2. The resource fork is stored in a 'Rez-style' textfile with `.rdump` appended
to the original name. The format is slightly different from a vanilla 'DeRez'
dump: non-ASCII characters are escaped, giving an ASCII-clean output:
data '\0x96tbl' (0) {
$"0000 0001 0000 0000 0000 0010 0669 4D61" /* .............iMa */
...
};
3. The four-character type and creator codes are concatenated (like a `PkgInfo`
file inside an app bundle) in a file with `.idump` appended to the original
name. If the type is `TEXT` or `ttro`, then the data fork is converted to UTF-8
with Unix (LF) line endings.
Several other formats exist to store this Macintosh specific data in flat files,
the best known being
[AppleSingle/AppleDouble](https://en.wikipedia.org/wiki/AppleSingle_and_AppleDouble_formats),
[MacBinary](https://en.wikipedia.org/wiki/MacBinary) and
[BinHex 4](https://en.wikipedia.org/wiki/BinHex). The data format described here
instead adapts text-friendly formats (`Rez` and `PkgInfo`). The result is
especially useful for placing legacy Macintosh source code under modern version
control.
The role of `macresources` is to produce and parse Rez-style `.rdump` files, and
to produce and parse raw resource forks for `machfs` disk images.
## Command Line Interface
`rfx` is a shell command wrapper for accessing resources inside a `.rdump` file.

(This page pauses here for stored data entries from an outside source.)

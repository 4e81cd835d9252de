//! Process-wide shared state, handed to every task as an `Arc`. Mirrors the
//! host's `AppState`/`SharedState` pair (`core/state.rs`): one struct holding
//! every injected collaborator, built once at startup and cloned cheaply.

use crate::adapters::ProviderRegistry;
use crate::config::Config;
use crate::core::metrics::Metrics;
use crate::health::HealthRegistry;
use crate::retry::CircuitBreakerRegistry;
use answer_types::collaborators::{BrandMetadataReader, QueryMetadataReader, Scorer};
use answer_types::store::CollectorStore;
use std::sync::atomic::AtomicBool;
use std::sync::Arc;
use tokio::sync::Semaphore;

pub struct AppState {
    pub config: Arc<Config>,
    pub store: Arc<dyn CollectorStore>,
    pub circuit_breakers: CircuitBreakerRegistry,
    pub adapters: Arc<ProviderRegistry>,
    pub health: Arc<HealthRegistry>,
    pub metrics: Arc<Metrics>,
    /// Bounds in-flight executions to `config.concurrency` (falling back to
    /// `config.batch_size` when unset) worth of concurrent provider work,
    /// the same role the host's `request_semaphore` plays around its
    /// inference calls.
    pub request_semaphore: Arc<Semaphore>,
    pub shutdown: Arc<AtomicBool>,
    pub scorer: Option<Arc<dyn Scorer>>,
    pub brand_reader: Option<Arc<dyn BrandMetadataReader>>,
    pub query_reader: Option<Arc<dyn QueryMetadataReader>>,
}

pub type SharedState = Arc<AppState>;

impl AppState {
    pub fn new(config: Config, store: Arc<dyn CollectorStore>, adapters: ProviderRegistry) -> SharedState {
        Self::new_with_scorer(config, store, adapters, None)
    }

    pub fn new_with_scorer(
        config: Config,
        store: Arc<dyn CollectorStore>,
        adapters: ProviderRegistry,
        scorer: Option<Arc<dyn Scorer>>,
    ) -> SharedState {
        Self::new_with_collaborators(config, store, adapters, scorer, None, None)
    }

    /// Full constructor taking every optional collaborator (§6: scorer,
    /// brand/query metadata readers). All reads through these may fail or
    /// be absent; failure degrades to `None` fields rather than blocking
    /// core execution.
    pub fn new_with_collaborators(
        config: Config,
        store: Arc<dyn CollectorStore>,
        adapters: ProviderRegistry,
        scorer: Option<Arc<dyn Scorer>>,
        brand_reader: Option<Arc<dyn BrandMetadataReader>>,
        query_reader: Option<Arc<dyn QueryMetadataReader>>,
    ) -> SharedState {
        let permits = config.concurrency.unwrap_or(config.batch_size).max(1);
        Arc::new(AppState {
            config: Arc::new(config),
            store,
            circuit_breakers: CircuitBreakerRegistry::new(),
            adapters: Arc::new(adapters),
            health: Arc::new(HealthRegistry::new()),
            metrics: Arc::new(Metrics::default()),
            request_semaphore: Arc::new(Semaphore::new(permits)),
            shutdown: Arc::new(AtomicBool::new(false)),
            scorer,
            brand_reader,
            query_reader,
        })
    }

    pub fn is_shutting_down(&self) -> bool {
        self.shutdown.load(std::sync::atomic::Ordering::Relaxed)
    }
}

Command line arguments are passed through to the command, but resources
specified as `filename.rdump//type/id` are converted to tempfiles before the
command is run, and back to resources after the command returns. This approach
even enables `cp`, `mv` and `rm` to work on individual resources.
`rezhex` and `hexrez` convert between
[BinHex](https://en.wikipedia.org/wiki/BinHex) (`.hqx`) format and
`macresources`/`macbinary` format.
`SimpleRez` and `SimpleDeRez` are very simple reimplementations of the
deprecated `Rez` and `DeRez` utilities. They convert between raw resource forks
and Rez-style `.rdump` files. To access a raw resource fork under Mac OS X, you
can append `/..namedfork/rsrc` to a filename.
All utilities have online help.
## API
The Python API is pretty spartan. It exists mainly to support `machfs` and the command line interface.
from macresources import *
make_rez_code(from_iter, ascii_clean=False) # Takes an iterator of Resource objects, returns Rez code
parse_rez_code(from_code) # Takes Rez code, returns an iterator of Resource objects
make_file(from_iter) # Takes an iterator of Resource objects, returns a raw resource fork
parse_file(from_file) # Takes a raw resource fork, returns an iterator of Resource objects
The `Resource` class inherits from bytearray.